Say how many lines of the listing below hold the word "around". Give only that number.

⁂

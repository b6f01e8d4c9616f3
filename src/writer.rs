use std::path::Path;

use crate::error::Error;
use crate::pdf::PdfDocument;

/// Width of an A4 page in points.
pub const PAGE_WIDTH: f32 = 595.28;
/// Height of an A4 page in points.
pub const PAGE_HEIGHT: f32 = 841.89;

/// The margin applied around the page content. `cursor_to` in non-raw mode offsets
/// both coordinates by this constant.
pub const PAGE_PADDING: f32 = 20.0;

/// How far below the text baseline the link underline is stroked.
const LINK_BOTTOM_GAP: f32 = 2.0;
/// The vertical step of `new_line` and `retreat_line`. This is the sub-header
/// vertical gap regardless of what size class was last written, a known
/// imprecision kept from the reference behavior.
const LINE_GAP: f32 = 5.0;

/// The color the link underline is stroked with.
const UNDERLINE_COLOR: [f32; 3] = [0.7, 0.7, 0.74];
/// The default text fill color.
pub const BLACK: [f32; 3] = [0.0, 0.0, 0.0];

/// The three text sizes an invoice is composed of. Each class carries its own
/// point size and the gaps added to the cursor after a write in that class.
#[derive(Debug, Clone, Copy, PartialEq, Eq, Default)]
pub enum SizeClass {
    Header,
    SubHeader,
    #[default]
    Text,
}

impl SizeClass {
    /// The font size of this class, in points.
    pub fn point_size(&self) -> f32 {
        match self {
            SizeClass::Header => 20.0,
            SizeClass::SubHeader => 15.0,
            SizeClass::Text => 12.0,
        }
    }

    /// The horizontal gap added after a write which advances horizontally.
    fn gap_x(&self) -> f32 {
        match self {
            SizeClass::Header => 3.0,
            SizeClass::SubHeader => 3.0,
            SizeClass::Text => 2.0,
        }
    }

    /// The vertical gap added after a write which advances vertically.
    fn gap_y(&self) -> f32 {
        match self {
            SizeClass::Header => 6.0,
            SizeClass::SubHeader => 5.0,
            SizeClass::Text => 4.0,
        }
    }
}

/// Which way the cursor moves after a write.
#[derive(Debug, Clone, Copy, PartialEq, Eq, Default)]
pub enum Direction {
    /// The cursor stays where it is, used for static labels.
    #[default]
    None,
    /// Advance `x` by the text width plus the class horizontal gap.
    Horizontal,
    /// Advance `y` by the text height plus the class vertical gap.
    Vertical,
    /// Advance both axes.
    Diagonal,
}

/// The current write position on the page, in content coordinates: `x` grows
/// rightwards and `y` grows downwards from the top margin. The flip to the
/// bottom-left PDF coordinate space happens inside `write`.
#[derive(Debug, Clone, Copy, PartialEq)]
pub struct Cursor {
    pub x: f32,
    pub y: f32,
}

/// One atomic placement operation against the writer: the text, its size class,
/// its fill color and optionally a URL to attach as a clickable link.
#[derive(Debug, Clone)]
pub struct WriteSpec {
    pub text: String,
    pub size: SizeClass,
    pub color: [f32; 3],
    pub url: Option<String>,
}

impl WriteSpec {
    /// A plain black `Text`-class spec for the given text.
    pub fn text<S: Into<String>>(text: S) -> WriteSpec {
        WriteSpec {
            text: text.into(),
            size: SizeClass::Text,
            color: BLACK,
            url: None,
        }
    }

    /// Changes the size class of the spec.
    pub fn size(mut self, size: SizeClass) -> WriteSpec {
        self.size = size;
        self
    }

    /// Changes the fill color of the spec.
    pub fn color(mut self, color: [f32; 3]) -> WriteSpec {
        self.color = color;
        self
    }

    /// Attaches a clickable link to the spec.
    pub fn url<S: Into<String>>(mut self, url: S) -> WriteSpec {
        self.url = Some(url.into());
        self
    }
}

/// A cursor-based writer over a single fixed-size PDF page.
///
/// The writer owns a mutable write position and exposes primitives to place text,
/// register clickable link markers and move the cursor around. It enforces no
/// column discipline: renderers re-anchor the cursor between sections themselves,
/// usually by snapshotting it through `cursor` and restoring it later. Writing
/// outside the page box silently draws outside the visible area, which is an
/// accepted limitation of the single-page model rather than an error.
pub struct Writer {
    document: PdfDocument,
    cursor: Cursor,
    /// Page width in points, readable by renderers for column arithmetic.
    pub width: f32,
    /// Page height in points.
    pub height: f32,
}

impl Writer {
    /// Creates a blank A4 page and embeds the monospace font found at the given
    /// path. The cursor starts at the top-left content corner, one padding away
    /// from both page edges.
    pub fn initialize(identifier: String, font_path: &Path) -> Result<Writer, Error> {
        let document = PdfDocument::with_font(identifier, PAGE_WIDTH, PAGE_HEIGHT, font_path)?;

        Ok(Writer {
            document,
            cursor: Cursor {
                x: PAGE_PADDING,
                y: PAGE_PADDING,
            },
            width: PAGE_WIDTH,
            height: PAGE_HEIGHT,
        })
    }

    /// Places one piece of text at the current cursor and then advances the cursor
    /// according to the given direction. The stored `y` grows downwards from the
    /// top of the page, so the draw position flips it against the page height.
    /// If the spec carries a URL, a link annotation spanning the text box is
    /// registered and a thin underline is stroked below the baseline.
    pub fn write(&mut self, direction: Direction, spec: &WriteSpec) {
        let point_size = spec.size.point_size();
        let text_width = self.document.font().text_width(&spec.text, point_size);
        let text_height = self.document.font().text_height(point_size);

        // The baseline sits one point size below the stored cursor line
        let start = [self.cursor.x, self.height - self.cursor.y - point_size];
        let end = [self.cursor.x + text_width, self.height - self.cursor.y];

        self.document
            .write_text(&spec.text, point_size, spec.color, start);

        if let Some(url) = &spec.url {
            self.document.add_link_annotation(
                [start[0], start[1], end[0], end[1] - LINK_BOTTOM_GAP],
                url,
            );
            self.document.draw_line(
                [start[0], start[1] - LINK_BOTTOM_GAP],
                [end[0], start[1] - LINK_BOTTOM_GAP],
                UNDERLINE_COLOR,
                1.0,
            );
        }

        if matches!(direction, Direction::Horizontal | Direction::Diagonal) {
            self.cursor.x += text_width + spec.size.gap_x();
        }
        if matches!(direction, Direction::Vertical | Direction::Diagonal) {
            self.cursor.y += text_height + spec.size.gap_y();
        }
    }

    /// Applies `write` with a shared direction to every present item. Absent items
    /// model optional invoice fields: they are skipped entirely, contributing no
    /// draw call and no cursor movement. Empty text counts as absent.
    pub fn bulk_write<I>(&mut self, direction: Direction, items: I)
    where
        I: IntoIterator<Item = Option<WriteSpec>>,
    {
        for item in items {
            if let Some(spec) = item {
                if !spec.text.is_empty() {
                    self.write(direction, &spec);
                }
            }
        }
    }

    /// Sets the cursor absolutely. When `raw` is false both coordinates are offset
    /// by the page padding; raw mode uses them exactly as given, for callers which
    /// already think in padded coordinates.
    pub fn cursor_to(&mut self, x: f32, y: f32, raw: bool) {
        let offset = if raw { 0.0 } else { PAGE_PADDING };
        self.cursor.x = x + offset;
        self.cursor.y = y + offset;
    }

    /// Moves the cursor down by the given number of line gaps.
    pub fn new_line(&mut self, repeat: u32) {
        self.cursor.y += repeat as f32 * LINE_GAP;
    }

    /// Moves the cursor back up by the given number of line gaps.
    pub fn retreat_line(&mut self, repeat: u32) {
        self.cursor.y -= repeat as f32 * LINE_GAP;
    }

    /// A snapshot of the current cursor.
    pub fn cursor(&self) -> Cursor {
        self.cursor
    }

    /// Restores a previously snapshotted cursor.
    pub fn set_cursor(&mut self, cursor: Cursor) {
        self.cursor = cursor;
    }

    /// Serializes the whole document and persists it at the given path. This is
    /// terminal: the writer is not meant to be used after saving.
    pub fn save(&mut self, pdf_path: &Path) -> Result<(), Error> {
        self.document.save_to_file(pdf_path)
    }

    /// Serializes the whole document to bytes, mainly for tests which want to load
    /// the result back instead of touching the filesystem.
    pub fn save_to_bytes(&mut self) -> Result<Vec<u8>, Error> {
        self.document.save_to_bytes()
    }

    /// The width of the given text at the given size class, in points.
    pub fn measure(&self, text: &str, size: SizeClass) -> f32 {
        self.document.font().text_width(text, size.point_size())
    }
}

⁂

▶ _Output for this exercise_: 2